Where the Red Fern Grows is the heartwarming and adventurous tale for all ages about a young boy and his quest for his own red-bone hound hunting dogs. Set in the Ozark Mountains during the Great Depression, Billy Coleman works hard and saves his earnings for 2 years to achieve his dream of buying two coonhound pups. He develops a new trust in God as he faces overwhelming challenges in adventure and tragedy roaming the river bottoms of Cherokee country with "Old Dan" and "Little Ann."

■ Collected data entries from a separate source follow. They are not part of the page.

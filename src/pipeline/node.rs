//! Node abstraction for lazy pipelines.
//!
//! Two layers:
//! - **`Operator` trait**: one immutable pipeline stage. Alongside the way to
//!   open a fresh execution it exposes its schedule mode, which defaults to
//!   `Sequential` for any node that does not say otherwise (plain sources,
//!   user-defined adapters).
//! - **`Flow` handle**: a shared, cheaply clonable reference to an operator.
//!   Parents are held as `Flow`s, so one stage can feed several children.
//!
//! Opening a node yields a [`Cursor`]: a stream of results that owns its
//! cancellation token and cancels it when dropped.

use crate::config::EngineConfig;
use crate::pipeline::cancel::{DriverRegistry, ExecContext};
use crate::pipeline::error::{PipelineError, PipelineResult};
use crate::pipeline::mode::ScheduleMode;
use futures::future::Future;
use futures::stream::{self, BoxStream, Stream, StreamExt};
use std::pin::Pin;
use std::sync::Arc;
use std::task::{Context, Poll};
use tokio_util::sync::{CancellationToken, WaitForCancellationFutureOwned};

/// One stage of a lazily-evaluated pipeline.
pub trait Operator<T>: Send + Sync {
    /// Human-readable name of this node.
    fn name(&self) -> &str {
        "Operator"
    }

    fn mode(&self) -> ScheduleMode {
        ScheduleMode::Sequential
    }

    /// Start a fresh, independent execution under `ctx`.
    fn open(&self, ctx: &ExecContext) -> Cursor<T>;
}

/// Shared handle to a pipeline node.
pub struct Flow<T> {
    op: Arc<dyn Operator<T>>,
}

impl<T> Clone for Flow<T> {
    fn clone(&self) -> Self {
        Self {
            op: self.op.clone(),
        }
    }
}

impl<T: Send + 'static> Flow<T> {
    pub fn new(op: impl Operator<T> + 'static) -> Self {
        Self { op: Arc::new(op) }
    }

    pub fn name(&self) -> &str {
        self.op.name()
    }

    pub fn mode(&self) -> ScheduleMode {
        self.op.mode()
    }

    /// True when both handles point at the same node instance.
    pub fn ptr_eq(a: &Flow<T>, b: &Flow<T>) -> bool {
        std::ptr::addr_eq(Arc::as_ptr(&a.op), Arc::as_ptr(&b.op))
    }

    /// Open this node as part of an enclosing execution.
    pub fn open(&self, ctx: &ExecContext) -> Cursor<T> {
        self.op.open(ctx)
    }

    /// Fresh root cursor with its own cancellation scope.
    pub fn iter(&self) -> Cursor<T> {
        self.iter_with(&CancellationToken::new())
    }

    /// Fresh root cursor linked to an external cancellation token.
    pub fn iter_with(&self, token: &CancellationToken) -> Cursor<T> {
        self.iter_configured(token, Arc::new(EngineConfig::default()))
    }

    pub fn iter_configured(&self, token: &CancellationToken, config: Arc<EngineConfig>) -> Cursor<T> {
        let ctx = ExecContext::root(token, config);
        let mut cursor = self.op.open(&ctx);
        cursor.token = ctx.token().clone();
        cursor.root = Some(ctx.drivers().clone());
        cursor
    }
}

/// A stream that stops after cancellation or the first error.
struct Guarded<T> {
    inner: BoxStream<'static, PipelineResult<T>>,
    cancelled: Pin<Box<WaitForCancellationFutureOwned>>,
    done: bool,
}

impl<T> Stream for Guarded<T> {
    type Item = PipelineResult<T>;

    fn poll_next(mut self: Pin<&mut Self>, cx: &mut Context<'_>) -> Poll<Option<Self::Item>> {
        if self.done {
            return Poll::Ready(None);
        }
        if self.cancelled.as_mut().poll(cx).is_ready() {
            self.done = true;
            return Poll::Ready(Some(Err(PipelineError::Cancelled)));
        }
        match self.inner.as_mut().poll_next(cx) {
            Poll::Ready(Some(Err(err))) => {
                self.done = true;
                Poll::Ready(Some(Err(err)))
            }
            Poll::Ready(None) => {
                self.done = true;
                Poll::Ready(None)
            }
            other => other,
        }
    }
}

/// One execution of a node: the consumer's pull handle.
///
/// Dropping a cursor raises its own cancellation token, which reaches every
/// producer and worker opened beneath it. [`Cursor::close`] does the same and
/// then waits for spawned drivers to settle.
pub struct Cursor<T> {
    stream: BoxStream<'static, PipelineResult<T>>,
    token: CancellationToken,
    root: Option<DriverRegistry>,
}

impl<T: Send + 'static> Cursor<T> {
    /// Wrap a result stream as a cursor running under `ctx`.
    pub fn new<S>(stream: S, ctx: &ExecContext) -> Self
    where
        S: Stream<Item = PipelineResult<T>> + Send + 'static,
    {
        let token = ctx.token().clone();
        let guarded = Guarded {
            inner: stream.boxed(),
            cancelled: Box::pin(token.clone().cancelled_owned()),
            done: false,
        };
        Self {
            stream: guarded.boxed(),
            token,
            root: None,
        }
    }

    /// A cursor that yields one error and ends.
    pub fn failed(err: PipelineError, ctx: &ExecContext) -> Self {
        Self::new(stream::once(async move { Err(err) }), ctx)
    }

    pub fn token(&self) -> &CancellationToken {
        &self.token
    }

    /// Stop this execution early and release everything it owns.
    ///
    /// For a root cursor this waits until every driver spawned under it has
    /// finished, so no worker outlives the call.
    pub async fn close(mut self) {
        self.token.cancel();
        drop(std::mem::replace(&mut self.stream, stream::empty().boxed()));
        if let Some(drivers) = self.root.take() {
            drivers.join_all().await;
        }
    }
}

impl<T> Stream for Cursor<T> {
    type Item = PipelineResult<T>;

    fn poll_next(mut self: Pin<&mut Self>, cx: &mut Context<'_>) -> Poll<Option<Self::Item>> {
        self.stream.as_mut().poll_next(cx)
    }
}

impl<T> Drop for Cursor<T> {
    fn drop(&mut self) {
        self.token.cancel();
    }
}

The movie follows the inseparable trio as they romp relentlessly through the Ozarks, trying to tree the elusive "Ghost" raccoon. Their efforts prove victorious as they win the coveted gold cup in the annual coon-hunt contest, capture wily ghost coons and bravely fight a mountain lion. Through these adventures Billy realizes the meaning of true friendship, loyalty, integrity and heroics, in this timeless and poignant coming of age story.
James Whitmore ... Grandpa
Beverly Garland ... Mother
Jack Ging ... Father
Lonny Chapman ... Sheriff
Stewart Petersen ... Billy
Jill Clark ... Alice
Jeanna Wilson ... Sara
Bill Thurman ... Sam Bellington
Bill Dunbar ... Ben Kyle
Rex Corley ... Rubin Pritchard
John Lindsey ... Rainie Pritchard
Garland McKinney ... Mr. Pritchard
Robert S. Telford ... Station Master (as Robert Telford)
Charles Seat ... Carl Brown
Roger Pancake ... Shopkeeper
While the movie version of Where the Red Fern Grows is not quite as good as the book by Wilson Rawls, the film is still a quality family film and very much worth watching if you are a fan of the novel.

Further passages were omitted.